▸ Aim of the exercise: Please copy every line from the records below that contains the string "usize".
***** Data *****
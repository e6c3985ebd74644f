//! CEX REST ticker clients.
//!
//! Responsibilities:
//! • Load each venue's instrument list once at startup.
//! • Fetch the current best bid / ask for a `BASE/QUOTE` symbol.
//! • Report every failure as a value; nothing here panics on bad data.

use async_trait::async_trait;
use serde::de::DeserializeOwned;
use std::collections::HashMap;
use std::sync::OnceLock;
use std::sync::atomic::{AtomicBool, Ordering};
use std::sync::Arc;
use std::time::Duration;
use tracing::debug;
use url::Url;

use crate::errors::{AppError, Result};
use crate::models::{ExchangeId, Quote, Symbol};

pub mod binance;
pub mod coinbase;
pub mod kraken;

pub use binance::Binance;
pub use coinbase::Coinbase;
pub use kraken::Kraken;

/// Narrow interface the scanner and lifecycle consume.
#[async_trait]
pub trait QuoteClient: Send + Sync {
    fn id(&self) -> &ExchangeId;

    /// One-time warm-up; records which symbols the venue lists.
    async fn load_markets(&self) -> Result<()>;

    async fn fetch_ticker(&self, symbol: &Symbol) -> Result<Quote>;

    async fn close(&self) -> Result<()>;
}

/// Shared HTTP client for all venues.
pub fn http_client(timeout: Duration) -> Result<reqwest::Client> {
    Ok(reqwest::Client::builder()
        .timeout(timeout)
        .user_agent(concat!("cex-arbitrage-scanner/", env!("CARGO_PKG_VERSION")))
        .build()?)
}

/// Build the client for a configured exchange key (`binance`, `kraken`, `coinbase`).
pub fn connect(key: &str, http: reqwest::Client) -> Result<Arc<dyn QuoteClient>> {
    let client: Arc<dyn QuoteClient> = match key {
        "binance" => Arc::new(Binance::new(http, binance::BINANCE_REST_ENDPOINT)?),
        "kraken" => Arc::new(Kraken::new(http, kraken::KRAKEN_REST_ENDPOINT)?),
        "coinbase" => Arc::new(Coinbase::new(http, coinbase::COINBASE_REST_ENDPOINT)?),
        other => {
            return Err(AppError::Config(format!(
                "unsupported exchange {other:?} (expected binance, kraken or coinbase)"
            )));
        }
    };
    Ok(client)
}

/// State common to every REST venue: HTTP client, base URL, the market map
/// filled by `load_markets`, and the closed flag.
pub(crate) struct RestVenue {
    id: ExchangeId,
    http: reqwest::Client,
    base: Url,
    markets: OnceLock<HashMap<Symbol, String>>,
    closed: AtomicBool,
}

impl RestVenue {
    pub(crate) fn new(name: &str, http: reqwest::Client, base: &str) -> Result<Self> {
        Ok(Self {
            id: ExchangeId::new(name),
            http,
            base: Url::parse(base)?,
            markets: OnceLock::new(),
            closed: AtomicBool::new(false),
        })
    }

    pub(crate) fn id(&self) -> &ExchangeId {
        &self.id
    }

    pub(crate) fn url(&self, path: &str) -> Result<Url> {
        Ok(self.base.join(path)?)
    }

    /// GET a JSON document, turning non-2xx statuses into exchange errors.
    pub(crate) async fn get_json<T: DeserializeOwned>(&self, url: Url) -> Result<T> {
        debug!(exchange = %self.id, %url, "[CEX] GET");
        let resp = self.http.get(url).send().await?;
        let status = resp.status();
        if !status.is_success() {
            let body = resp.text().await.unwrap_or_default();
            return Err(AppError::exchange(
                self.id.as_str(),
                format!("HTTP {status}: {}", truncate(&body, 200)),
            ));
        }
        Ok(resp.json().await?)
    }

    pub(crate) fn set_markets(&self, markets: HashMap<Symbol, String>) {
        // A second warm-up keeps the first map.
        let _ = self.markets.set(markets);
    }

    pub(crate) fn markets_loaded(&self) -> usize {
        self.markets.get().map_or(0, HashMap::len)
    }

    /// Resolve the venue-native id for `symbol`, or fail the fetch.
    ///
    /// Before markets are loaded, `fallback` derives the id from the symbol.
    pub(crate) fn market_id<F>(&self, symbol: &Symbol, fallback: F) -> Result<String>
    where
        F: FnOnce(&str, &str) -> String,
    {
        if self.closed.load(Ordering::Acquire) {
            return Err(AppError::fetch(self.id.as_str(), symbol.as_str(), "client is closed"));
        }
        match self.markets.get() {
            Some(markets) => markets.get(symbol).cloned().ok_or_else(|| {
                AppError::fetch(self.id.as_str(), symbol.as_str(), "symbol not listed")
            }),
            None => {
                let (base, quote) = symbol.split().ok_or_else(|| {
                    AppError::fetch(self.id.as_str(), symbol.as_str(), "malformed symbol")
                })?;
                Ok(fallback(base, quote))
            }
        }
    }

    /// Marks the venue closed; returns `false` when it already was.
    pub(crate) fn close(&self) -> bool {
        !self.closed.swap(true, Ordering::AcqRel)
    }
}

/// Parse a decimal price string; empty, zero or garbage values count as missing.
pub(crate) fn parse_price(raw: &str) -> Option<f64> {
    raw.trim()
        .parse::<f64>()
        .ok()
        .filter(|p| p.is_finite() && *p > 0.0)
}

fn truncate(s: &str, max: usize) -> &str {
    match s.char_indices().nth(max) {
        Some((idx, _)) => &s[..idx],
        None => s,
    }
}

#[cfg(test)]
mod tests {
    use super::*;

    #[test]
    fn parse_price_rejects_missing_values() {
        assert_eq!(parse_price("101.25"), Some(101.25));
        assert_eq!(parse_price(" 7 "), Some(7.0));
        assert_eq!(parse_price(""), None);
        assert_eq!(parse_price("0.00000000"), None);
        assert_eq!(parse_price("bad"), None);
    }

    #[test]
    fn unknown_exchange_is_a_config_error() {
        let http = reqwest::Client::new();
        assert!(matches!(connect("ftx", http.clone()), Err(AppError::Config(_))));
        let client = connect("kraken", http).unwrap();
        assert_eq!(client.id().as_str(), "Kraken");
    }

    #[test]
    fn market_lookup_uses_loaded_map_then_fallback() {
        let venue = RestVenue::new("Test", reqwest::Client::new(), "https://example.com").unwrap();
        let sym = Symbol::from("ETH/USDT");
        assert_eq!(venue.market_id(&sym, |b, q| format!("{b}{q}")).unwrap(), "ETHUSDT");

        venue.set_markets(HashMap::from([(sym.clone(), "XETHZUSDT".to_string())]));
        assert_eq!(venue.market_id(&sym, |b, q| format!("{b}{q}")).unwrap(), "XETHZUSDT");
        let missing = venue.market_id(&Symbol::from("SOL/DAI"), |b, q| format!("{b}{q}"));
        assert!(matches!(missing, Err(AppError::Fetch { .. })));
    }

    #[test]
    fn closed_venue_refuses_fetches() {
        let venue = RestVenue::new("Test", reqwest::Client::new(), "https://example.com").unwrap();
        assert!(venue.close());
        assert!(!venue.close());
        let res = venue.market_id(&Symbol::from("ETH/USDT"), |b, q| format!("{b}{q}"));
        assert!(matches!(res, Err(AppError::Fetch { .. })));
    }
}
*****
▸ Solution to the problem:
    pub(crate) fn markets_loaded(&self) -> usize {
fn truncate(s: &str, max: usize) -> &str {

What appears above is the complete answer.